WORK TO BE COMPLETED: The answer should be every line below, retyped exactly.

━━━━━ EXERCISE DATA ━━━━━

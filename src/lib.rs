//! # MCP tool hub
//!
//! A client for the Model Context Protocol (MCP) that puts several tool
//! servers behind one catalog. Servers are reached either as local
//! subprocesses speaking newline-delimited JSON-RPC over stdio, or as remote
//! endpoints over HTTP (plain JSON or event-stream replies).
//!
//! ## Features
//!
//! - Stdio and HTTP transports with concurrent, id-correlated requests
//! - Per-server handshake state machine with a cached tool catalog
//! - A manager that isolates failing servers and merges their tools
//! - Tool calls never fail with `Err`: every failure becomes an error result
//!
//! ## Example
//!
//! ```no_run
//! use mcp_toolhub::{Config, MCPClientManager};
//! use serde_json::json;
//!
//! #[tokio::main]
//! async fn main() -> Result<(), Box<dyn std::error::Error>> {
//!     let config = Config::load_config("mcp.json")?;
//!
//!     let mut manager = MCPClientManager::new();
//!     manager.initialize(&config.servers()).await?;
//!
//!     for tool in manager.get_all_tools().await {
//!         println!("{}", tool.name);
//!     }
//!     let result = manager.call_tool("echo", json!({"text": "hi"})).await;
//!     println!("{}", result.text());
//!
//!     manager.close().await;
//!     Ok(())
//! }
//! ```

/// Protocol client for a single server
pub mod client;
/// Server records and the config file format
pub mod config;
/// Error types and handling
pub mod error;
/// Glue for feeding tools to a chat model and running its calls
pub mod function_def;
/// Combined tool surface over many servers
pub mod mcp_client_manager;
/// JSON-RPC envelopes
pub mod protocol;
/// Transport layer implementations (stdio, http)
pub mod transport;
/// Payload types used inside the envelopes
pub mod types;

#[cfg(test)]
mod tests;

pub use client::{Client, ClientBuilder, ClientState};
pub use config::{Config, ServerConfig, TransportKind};
pub use error::{Error, ErrorCode, Result};
pub use function_def::{FunctionCall, ToolDescription};
pub use mcp_client_manager::MCPClientManager;
pub use protocol::{Notification, Request, RequestId, Response};
pub use types::*;

/// The protocol version this client offers during the handshake.
pub const LATEST_PROTOCOL_VERSION: &str = "2024-11-05";

/// Versions a server may answer with without a warning being logged.
pub const SUPPORTED_PROTOCOL_VERSIONS: &[&str] = &[
    "2025-06-18",
    "2025-03-26",
    LATEST_PROTOCOL_VERSION,
    "2024-10-07",
];

/// JSON-RPC version used by the MCP protocol
pub const JSONRPC_VERSION: &str = "2.0";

━━━━━

RESULT OF THIS EXERCISE:
filename src/lib.rs
//! # MCP tool hub
//!
//! A client for the Model Context Protocol (MCP) that puts several tool
//! servers behind one catalog. Servers are reached either as local
//! subprocesses speaking newline-delimited JSON-RPC over stdio, or as remote
//! endpoints over HTTP (plain JSON or event-stream replies).
//!
//! ## Features
//!
//! - Stdio and HTTP transports with concurrent, id-correlated requests
//! - Per-server handshake state machine with a cached tool catalog
//! - A manager that isolates failing servers and merges their tools
//! - Tool calls never fail with `Err`: every failure becomes an error result
//!
//! ## Example
//!
//! ```no_run
//! use mcp_toolhub::{Config, MCPClientManager};
//! use serde_json::json;
//!
//! #[tokio::main]
//! async fn main() -> Result<(), Box<dyn std::error::Error>> {
//!     let config = Config::load_config("mcp.json")?;
//!
//!     let mut manager = MCPClientManager::new();
//!     manager.initialize(&config.servers()).await?;
//!
//!     for tool in manager.get_all_tools().await {
//!         println!("{}", tool.name);
//!     }
//!     let result = manager.call_tool("echo", json!({"text": "hi"})).await;
//!     println!("{}", result.text());
//!
//!     manager.close().await;
//!     Ok(())
//! }
//! ```

/// Protocol client for a single server
pub mod client;
/// Server records and the config file format
pub mod config;
/// Error types and handling
pub mod error;
/// Glue for feeding tools to a chat model and running its calls
pub mod function_def;
/// Combined tool surface over many servers
pub mod mcp_client_manager;
/// JSON-RPC envelopes
pub mod protocol;
/// Transport layer implementations (stdio, http)
pub mod transport;
/// Payload types used inside the envelopes
pub mod types;

#[cfg(test)]
mod tests;

pub use client::{Client, ClientBuilder, ClientState};
pub use config::{Config, ServerConfig, TransportKind};
pub use error::{Error, ErrorCode, Result};
pub use function_def::{FunctionCall, ToolDescription};
pub use mcp_client_manager::MCPClientManager;
pub use protocol::{Notification, Request, RequestId, Response};
pub use types::*;

/// The protocol version this client offers during the handshake.
pub const LATEST_PROTOCOL_VERSION: &str = "2024-11-05";

/// Versions a server may answer with without a warning being logged.
pub const SUPPORTED_PROTOCOL_VERSIONS: &[&str] = &[
    "2025-06-18",
    "2025-03-26",
    LATEST_PROTOCOL_VERSION,
    "2024-10-07",
];

/// JSON-RPC version used by the MCP protocol
pub const JSONRPC_VERSION: &str = "2.0";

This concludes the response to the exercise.